European Window: Brent Eases to $63.60/bbl

The Feb’26 Brent futures contract failed to maintain strength above the $64.00/bbl handle this afternoon, easing from $64.08/bbl at 15:30 GMT to $63.60/bbl at 16:30 GMT (time of writing). In the news, local Russian emergency centres have reported a fire at Russia’s Azov Sea port of Temryuk, due to a Ukrainian drone attack. The fire occurred at the Maktren-Nafta LPG transhipment terminal, which handles LPG exports from Russian and Kazakh producers. According to Reuters, between January and October 2025, the terminal handled roughly 220kt of LPG. Elsewhere, according to The Officials sources, Kuwait’s Al Zour refinery will be in maintenance until the end of December, rather than the planned 9th of December restart date.
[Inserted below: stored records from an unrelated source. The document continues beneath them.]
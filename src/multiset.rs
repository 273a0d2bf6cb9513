//! A `Multiset` is a set where elements can appear more than once. It backs the word utilities
//! `is_anagram` and `can_spell`.

use itertools::Itertools;

use std::collections::HashMap;
use std::hash::Hash;


#[derive(Clone, Debug, PartialEq, Eq)]
pub struct Multiset<T: Hash + Eq> {
    counts: HashMap<T, usize>
}


impl<T: Hash + Eq> Multiset<T> {

    /// The number of times `item` occurs
    pub fn count(&self, item: &T) -> usize {
        self.counts.get(item).cloned().unwrap_or(0)
    }

    /// The total number of elements, counting repeats
    pub fn len(&self) -> usize {
        self.counts.values().sum()
    }

    pub fn is_empty(&self) -> bool {
        self.counts.is_empty()
    }

    /// The number of distinct elements
    pub fn distinct(&self) -> usize {
        self.counts.len()
    }

    /// Check whether every element of `self` occurs in `other` at least as often
    pub fn is_subset(&self, other: &Multiset<T>) -> bool {
        self.counts.iter().all(|(item, &count)| other.count(item) >= count)
    }

}


impl<T: Hash + Eq> FromIterator<T> for Multiset<T> {
    fn from_iter<I: IntoIterator<Item = T>>(iter: I) -> Self {
        Multiset { counts: iter.into_iter().counts() }
    }
}


/// Check whether the words are anagrams: the same letters, each used the same number of times.
pub fn is_anagram(word1: &str, word2: &str) -> bool {
    word1.chars().collect::<Multiset<char>>() == word2.chars().collect::<Multiset<char>>()
}


/// Check whether a set of tiles can spell a word.
pub fn can_spell(word: &str, tiles: &str) -> bool {
    let needed: Multiset<char> = word.chars().collect();
    needed.is_subset(&tiles.chars().collect())
}
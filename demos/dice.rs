//! Distributions of the sum of one, two and three six-sided dice.
//!
//! Run with `RUST_LOG=tally=trace` to watch the convolutions.

use tally as t;
use tracing_subscriber::EnvFilter;

fn main() -> t::Result<()> {
    let filter = EnvFilter::try_from_default_env().unwrap_or_else(|_| EnvFilter::new("warn"));
    tracing_subscriber::fmt().with_env_filter(filter).init();

    let d6 = t::make_die(6)?.with_name("one die");

    let mut twice = &d6 + &d6;
    twice.set_name("two dice");

    // sum of three dice, starting from the identity
    let mut thrice = std::iter::repeat(&d6).take(3).fold(t::Pmf::point(0), |acc, d| acc + d);
    thrice.set_name("three dice");

    for pmf in [&d6, &twice, &thrice].iter() {
        println!("{}", pmf.name().unwrap_or("unnamed"));
        for (total, p) in pmf.render() {
            println!("  {:>2} {:.4}", total, p);
        }

        let (lo, hi) = pmf.credible_interval(90.0)?;
        println!("  mean {:.2}, 90% interval [{}, {}]", pmf.mean()?, lo, hi);
    }

    Ok(())
}
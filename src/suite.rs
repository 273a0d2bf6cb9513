//! Defines a `Suite`, a finite set of hypotheses whose probabilities are revised with Bayes' rule
//! as data are observed.
//!
//! The discrete update is ```posterior(h) ∝ prior(h) * P(datum | h)```. Every hypothesis is scored
//! against the same prior and the result is normalized once, so the order in which hypotheses are
//! visited does not matter.

use crate::init::Prior;
use crate::pmf::Pmf;
use crate::util::{Result, TallyError};

use bidir_map::BidirMap;
use ndarray::{Array2, Axis};
use tracing::{debug, warn};

use std::fmt;


/// Identifies a hypothesis within a `Suite`. Ids are assigned in insertion order when the `Suite`
/// is built, so hypotheses never need to be hashable themselves.
#[derive(Clone, Copy, Debug, PartialEq, Eq, Hash, PartialOrd, Ord)]
pub struct HypothesisId(usize);

impl HypothesisId {

    /// Position of the hypothesis in insertion order
    pub fn index(&self) -> usize {
        self.0
    }

}

impl fmt::Display for HypothesisId {
    fn fmt(&self, f: &mut fmt::Formatter) -> fmt::Result {
        write!(f, "h{}", self.0)
    }
}


/// A `Likelihood` scores a datum against a hypothesis: ```P(datum | hypothesis)```.
///
/// Implementations must be deterministic and return a finite, non-negative value. Zero is legal
/// and rules the hypothesis out for good. Any `Fn(&D, &H) -> f64` is a `Likelihood`.
pub trait Likelihood<D: ?Sized, H> {

    fn likelihood(&self, datum: &D, hypothesis: &H) -> f64;

}

impl<D: ?Sized, H, F> Likelihood<D, H> for F
    where F: Fn(&D, &H) -> f64
{
    fn likelihood(&self, datum: &D, hypothesis: &H) -> f64 {
        self(datum, hypothesis)
    }
}


/// A set of hypotheses of type `H` with a probability for each, updated through the likelihood
/// strategy `L`.
pub struct Suite<H, L> {

    /// The hypotheses, indexed by `HypothesisId`
    hypotheses: Vec<H>,

    /// Current (prior or posterior) weight of each hypothesis
    beliefs: Pmf<HypothesisId>,

    /// The unique name of each hypothesis. This is a two way lookup ```(Id->Name)``` and
    /// ```(Name->Id)```
    names: BidirMap<HypothesisId, String>,

    /// Scores data against hypotheses
    likelihood: L,

    /// Optional display name
    name: Option<String>

}


impl<H, L> Suite<H, L> {

    /// Construct a `Suite` with weight one for every hypothesis. Hypotheses are named after their
    /// ids (```h0, h1, ...```). The weights are not normalized.
    pub fn new<I: IntoIterator<Item = H>>(hypotheses: I, likelihood: L) -> Self {
        let hypotheses: Vec<H> = hypotheses.into_iter().collect();
        let mut names = BidirMap::new();
        for i in 0..hypotheses.len() {
            names.insert(HypothesisId(i), HypothesisId(i).to_string());
        }

        let beliefs = Pmf::from_outcomes((0..hypotheses.len()).map(HypothesisId));

        Suite { hypotheses, beliefs, names, likelihood, name: None }
    }


    /// The display name of this `Suite`, if one was given
    pub fn name(&self) -> Option<&str> {
        self.name.as_deref()
    }


    /// The number of hypotheses
    pub fn len(&self) -> usize {
        self.hypotheses.len()
    }


    pub fn is_empty(&self) -> bool {
        self.hypotheses.is_empty()
    }


    /// All hypothesis ids in insertion order
    pub fn ids(&self) -> impl Iterator<Item = HypothesisId> {
        (0..self.hypotheses.len()).map(HypothesisId)
    }


    pub fn hypothesis(&self, id: HypothesisId) -> Option<&H> {
        self.hypotheses.get(id.0)
    }


    /// The current weight of a hypothesis (zero for unknown ids)
    pub fn prob(&self, id: HypothesisId) -> f64 {
        self.beliefs.prob(&id)
    }


    /// Lookup a hypothesis by name
    pub fn lookup(&self, name: &str) -> Option<HypothesisId> {
        self.names.get_by_second(&String::from(name)).cloned()
    }


    /// Lookup a hypothesis' name
    pub fn name_of(&self, id: HypothesisId) -> Option<&str> {
        self.names.get_by_first(&id).map(|s| s.as_str())
    }


    /// The current weight of the hypothesis called `name`
    pub fn prob_of(&self, name: &str) -> Option<f64> {
        self.lookup(name).map(|id| self.prob(id))
    }


    /// `(id, hypothesis, weight)` triples in insertion order
    pub fn iter(&self) -> impl Iterator<Item = (HypothesisId, &H, f64)> {
        self.hypotheses.iter()
                       .enumerate()
                       .map(move |(i, h)| (HypothesisId(i), h, self.beliefs.prob(&HypothesisId(i))))
    }


    /// The weights as a `Pmf` over hypothesis ids
    pub fn beliefs(&self) -> &Pmf<HypothesisId> {
        &self.beliefs
    }


    /// The sum of all weights
    pub fn total(&self) -> f64 {
        self.beliefs.total()
    }


    /// `(name, weight)` pairs in insertion order, for display
    pub fn render(&self) -> Vec<(String, f64)> {
        self.ids().map(|id| (self.label(id), self.prob(id))).collect()
    }


    /// The most probable hypothesis and its weight. Ties go to the hypothesis inserted first.
    pub fn map_estimate(&self) -> Option<(HypothesisId, f64)> {
        self.beliefs.mode().map(|&id| (id, self.prob(id)))
    }


    /// Normalize the weights so they sum to one.
    ///
    /// # Returns
    /// the total weight before normalization
    ///
    /// # Errors
    /// * `TallyError::DegenerateDistribution` if the total weight is zero
    pub fn normalize(&mut self) -> Result<f64> {
        self.beliefs.normalize()
    }


    /// Condition the `Suite` on one observed datum.
    ///
    /// Each weight is multiplied by ```likelihood(datum, h)``` and the result is normalized.
    ///
    /// # Returns
    /// the normalizing constant ```sum_h prior(h) * P(datum | h)```
    ///
    /// # Errors
    /// * `TallyError::InvalidLikelihood` if the likelihood is negative, NaN or infinite for
    ///   some hypothesis
    /// * `TallyError::DegenerateDistribution` if no hypothesis has any weight left
    ///
    /// On error the `Suite` is left unchanged, so the caller may skip the datum and carry on.
    pub fn update<D: ?Sized>(&mut self, datum: &D) -> Result<f64>
        where L: Likelihood<D, H>
    {
        let mut posterior = Vec::with_capacity(self.len());
        for (i, h) in self.hypotheses.iter().enumerate() {
            let id = HypothesisId(i);
            let like = self.likelihood.likelihood(datum, h);
            self.check_likelihood(id, like)?;

            posterior.push((id, self.beliefs.prob(&id) * like));
        }

        self.commit(posterior, 0.0)
    }


    /// Condition the `Suite` on several data at once, using the product of the per-datum
    /// likelihoods for each hypothesis. The posterior is the same as updating on each datum in
    /// turn.
    ///
    /// The product is taken in log space, so long runs of data do not underflow.
    ///
    /// # Returns
    /// the normalizing constant ```sum_h prior(h) * prod_d P(d | h)```. For long runs this can
    /// underflow to zero even though the posterior is well defined.
    ///
    /// # Errors
    /// The same as `update`. On error the `Suite` is left unchanged.
    pub fn update_batch<D>(&mut self, data: &[D]) -> Result<f64>
        where L: Likelihood<D, H>
    {
        if data.is_empty() {
            return self.normalize();
        }

        let mut likes = Vec::with_capacity(self.len() * data.len());
        for (i, h) in self.hypotheses.iter().enumerate() {
            for datum in data {
                let like = self.likelihood.likelihood(datum, h);
                self.check_likelihood(HypothesisId(i), like)?;
                likes.push(like);
            }
        }

        // rows are hypotheses, columns are data
        let table = Array2::from_shape_vec((self.len(), data.len()), likes)?;
        let log_joint = table.mapv(f64::ln).sum_axis(Axis(1));

        // a zero prior or likelihood gives -inf, which stays at weight zero below
        let log_posterior: Vec<f64> = self.ids()
                                          .zip(log_joint.iter())
                                          .map(|(id, &log_like)| self.prob(id).ln() + log_like)
                                          .collect();

        // the largest weight is scaled to one before leaving log space
        let scale = log_posterior.iter().cloned().fold(f64::NEG_INFINITY, f64::max);
        let scale = if scale.is_finite() { scale } else { 0.0 };

        let posterior = self.ids()
                            .zip(log_posterior)
                            .map(|(id, w)| (id, (w - scale).exp()))
                            .collect();

        self.commit(posterior, scale)
    }


    /// Replace the beliefs with the normalized `posterior`, or report why that is impossible.
    /// The weights in `posterior` are scaled down by ```exp(log_scale)```.
    fn commit(&mut self, posterior: Vec<(HypothesisId, f64)>, log_scale: f64) -> Result<f64> {
        let normalized = Pmf::from_weights(posterior).and_then(|mut beliefs| {
            let total = beliefs.normalize()?;
            Ok((beliefs, total))
        });

        let (beliefs, total) = match normalized {
            Ok(normalized) => normalized,
            Err(e) => {
                warn!(error = %e, hypotheses = self.len(), suite = ?self.name, "rejected update");
                return Err(e);
            }
        };

        let evidence = total * log_scale.exp();
        self.beliefs = beliefs;
        debug!(evidence, hypotheses = self.len(), suite = ?self.name, "updated suite");
        Ok(evidence)
    }


    fn check_likelihood(&self, id: HypothesisId, like: f64) -> Result<()> {
        if like.is_finite() && like >= 0.0 {
            return Ok(());
        }

        warn!(hypothesis = %self.label(id), likelihood = like, "rejected update: invalid likelihood");
        Err(TallyError::InvalidLikelihood { hypothesis: self.label(id), value: like })
    }


    fn label(&self, id: HypothesisId) -> String {
        self.name_of(id).map(String::from).unwrap_or_else(|| id.to_string())
    }

}


/// An implementation of the [builder pattern] for creating a `Suite` with named hypotheses and
/// a chosen `Prior`.
///
/// [builder pattern]: https://en.wikipedia.org/wiki/Builder_pattern
pub struct SuiteBuilder<'a, H> {

    /// The hypotheses, in insertion order
    hypotheses: Vec<H>,

    /// The names of each hypothesis
    names: BidirMap<HypothesisId, String>,

    /// How to weight the hypotheses
    prior: Prior<'a>,

    /// Display name of the suite
    name: Option<String>,

    /// The error state of the builder
    err: Option<TallyError>

}


impl<'a, H> Default for SuiteBuilder<'a, H> {
    fn default() -> Self {
        SuiteBuilder::new()
    }
}


impl<'a, H> SuiteBuilder<'a, H> {

    /// Construct a new `SuiteBuilder` representing an empty `Suite`
    pub fn new() -> Self {
        SuiteBuilder {
            hypotheses: Vec::new(),
            names: BidirMap::new(),
            prior: Prior::default(),
            name: None,
            err: None
        }
    }


    /// Add an anonymous hypothesis. It is named after its id, unless a named hypothesis already
    /// uses that name.
    pub fn with_hypothesis(self, hypothesis: H) -> Self {
        self.add_hypothesis(hypothesis, None)
    }


    /// Add a named hypothesis. Names must be unique within the `Suite`.
    pub fn with_named_hypothesis(self, hypothesis: H, name: &str) -> Self {
        self.add_hypothesis(hypothesis, Some(String::from(name)))
    }


    /// Choose how the hypotheses are weighted. Defaults to `Prior::Uniform`.
    pub fn with_prior(mut self, prior: Prior<'a>) -> Self {
        self.prior = prior;
        self
    }


    /// Give the `Suite` a display name
    pub fn named(mut self, name: &str) -> Self {
        self.name = Some(String::from(name));
        self
    }


    /// Complete building the `Suite`.
    ///
    /// # Returns
    /// the `Suite`, or the first error generated during the building process
    ///
    /// # Postcondition
    /// This call consumes the `SuiteBuilder`
    pub fn build<L>(self, likelihood: L) -> Result<Suite<H, L>> {
        if let Some(e) = self.err {
            return Err(e);
        }

        let weights = self.prior.build_weights(self.hypotheses.len())?;
        let beliefs = Pmf::from_weights((0..self.hypotheses.len()).map(HypothesisId).zip(weights))?;

        // anonymous hypotheses take their id as a name once every user name is known
        let mut names = self.names;
        for id in (0..self.hypotheses.len()).map(HypothesisId) {
            let generated = id.to_string();
            if names.get_by_first(&id).is_none() && names.get_by_second(&generated).is_none() {
                names.insert(id, generated);
            }
        }

        Ok(Suite {
            hypotheses: self.hypotheses,
            beliefs,
            names,
            likelihood,
            name: self.name
        })
    }


    /// Internal function that actually does the hypothesis addition
    fn add_hypothesis(mut self, hypothesis: H, name: Option<String>) -> Self {
        if self.err.is_some() {
            return self;
        }

        let id = HypothesisId(self.hypotheses.len());
        if let Some(name) = name {
            if self.names.get_by_second(&name).is_some() {
                self.err = Some(TallyError::DuplicateHypothesis(name));
                return self;
            }
            self.names.insert(id, name);
        }

        self.hypotheses.push(hypothesis);
        self
    }

}
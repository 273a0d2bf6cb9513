//! Discrete probability mass functions, their sums, and Bayesian suites of hypotheses.

pub mod util;
pub mod pmf;
pub mod init;
pub mod suite;
pub mod dice;
pub mod multiset;

pub use util::{Result, TallyError, PROBABILITY_TOLERANCE};
pub use pmf::Pmf;
pub use init::Prior;
pub use suite::{HypothesisId, Likelihood, Suite, SuiteBuilder};
pub use dice::{dice_likelihood, dice_suite, make_die, DiceLikelihood, DiceSuite};
pub use multiset::{can_spell, is_anagram, Multiset};
use std::fs;
use std::path::{Path, PathBuf};

use chrono::{DateTime, Utc};
use serde::{Deserialize, Serialize};

use super::atomic_io::write_text_atomic;
use super::store::PersistenceError;

pub(crate) const SAVE_MANIFEST_FILE: &str = "manifest.json";

#[derive(Debug, Clone, PartialEq, Eq, Deserialize, Serialize)]
pub struct SaveManifest {
    pub frame_version: u16,
    pub saved_at: DateTime<Utc>,
    pub stores: Vec<StoreManifestEntry>,
}

#[derive(Debug, Clone, PartialEq, Eq, Deserialize, Serialize)]
pub struct StoreManifestEntry {
    pub store: String,
    pub version: i32,
    pub records: u32,
    pub payload_sha256_hex: String,
    pub bytes: u64,
}

/// The manifest is informational; a missing or garbled one never blocks a
/// load, the store files are authoritative.
#[derive(Debug, Clone)]
pub enum ManifestReadState {
    Missing,
    Unreadable,
    Present(SaveManifest),
}

pub fn manifest_path(data_dir: &Path) -> PathBuf {
    data_dir.join(SAVE_MANIFEST_FILE)
}

pub fn read_manifest(data_dir: &Path) -> Result<ManifestReadState, PersistenceError> {
    let path = manifest_path(data_dir);
    if !path.exists() {
        return Ok(ManifestReadState::Missing);
    }

    let raw = fs::read_to_string(&path).map_err(|source| PersistenceError::Io {
        path: path.clone(),
        source,
    })?;
    match serde_json::from_str::<SaveManifest>(&raw) {
        Ok(manifest) => Ok(ManifestReadState::Present(manifest)),
        Err(_) => Ok(ManifestReadState::Unreadable),
    }
}

pub(crate) fn write_manifest_atomic(
    path: &Path,
    manifest: &SaveManifest,
) -> Result<(), PersistenceError> {
    let text = serde_json::to_string_pretty(manifest).map_err(|error| {
        PersistenceError::Manifest {
            path: path.to_path_buf(),
            message: format!("failed to encode manifest json: {error}"),
        }
    })?;
    write_text_atomic(path, &text).map_err(|source| PersistenceError::Io {
        path: path.to_path_buf(),
        source,
    })
}

#[cfg(test)]
mod tests {
    use chrono::TimeZone;
    use tempfile::TempDir;

    use super::*;

    #[test]
    fn manifest_roundtrip_and_missing_state() {
        let temp = TempDir::new().expect("temp");
        assert!(matches!(
            read_manifest(temp.path()).expect("read"),
            ManifestReadState::Missing
        ));

        let manifest = SaveManifest {
            frame_version: 1,
            saved_at: Utc.with_ymd_and_hms(2024, 2, 2, 2, 2, 2).unwrap(),
            stores: vec![StoreManifestEntry {
                store: "PlayerMurders".to_string(),
                version: 1,
                records: 3,
                payload_sha256_hex: "ab".repeat(32),
                bytes: 120,
            }],
        };
        write_manifest_atomic(&manifest_path(temp.path()), &manifest).expect("write");

        match read_manifest(temp.path()).expect("read") {
            ManifestReadState::Present(read_back) => assert_eq!(read_back, manifest),
            other => panic!("expected manifest, got {other:?}"),
        }
    }

    #[test]
    fn garbled_manifest_is_unreadable_not_an_error() {
        let temp = TempDir::new().expect("temp");
        fs::write(manifest_path(temp.path()), "{ not json").expect("write");
        assert!(matches!(
            read_manifest(temp.path()).expect("read"),
            ManifestReadState::Unreadable
        ));
    }
}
Meanwhile, Russian ESPO blend crude loading in December has been traded at a $5-6/bbl discount to ICE Brent in Chinese ports, following a decline in demand as Chinese state refiners ceased buying due to Western sanctions. This discount marks the weakest differential on record. In other news, Reuters reported that the G7 and EU are negotiating to replace a price cap on Russian oil exports with a complete ban on maritime services, aiming to cut the oil revenue that supports Russia’s war efforts in Ukraine. Russia exports over a third of its oil via Western tankers, mainly to India and China, using Western shipping services. The ban would effectively end this trade, which is primarily carried out by EU maritime countries, including Greece, Cyprus, and Malta. In macroeconomics, stronger-than-expected Canadian domestic jobs data has caused the Canadian dollar to strengthen the most in 6 months against the US dollar. Finally, the front-month (Feb/Mar’26) and 6-month (Feb/Aug’26) spreads are at $0.38/bbl and $1.01/bbl, respectively.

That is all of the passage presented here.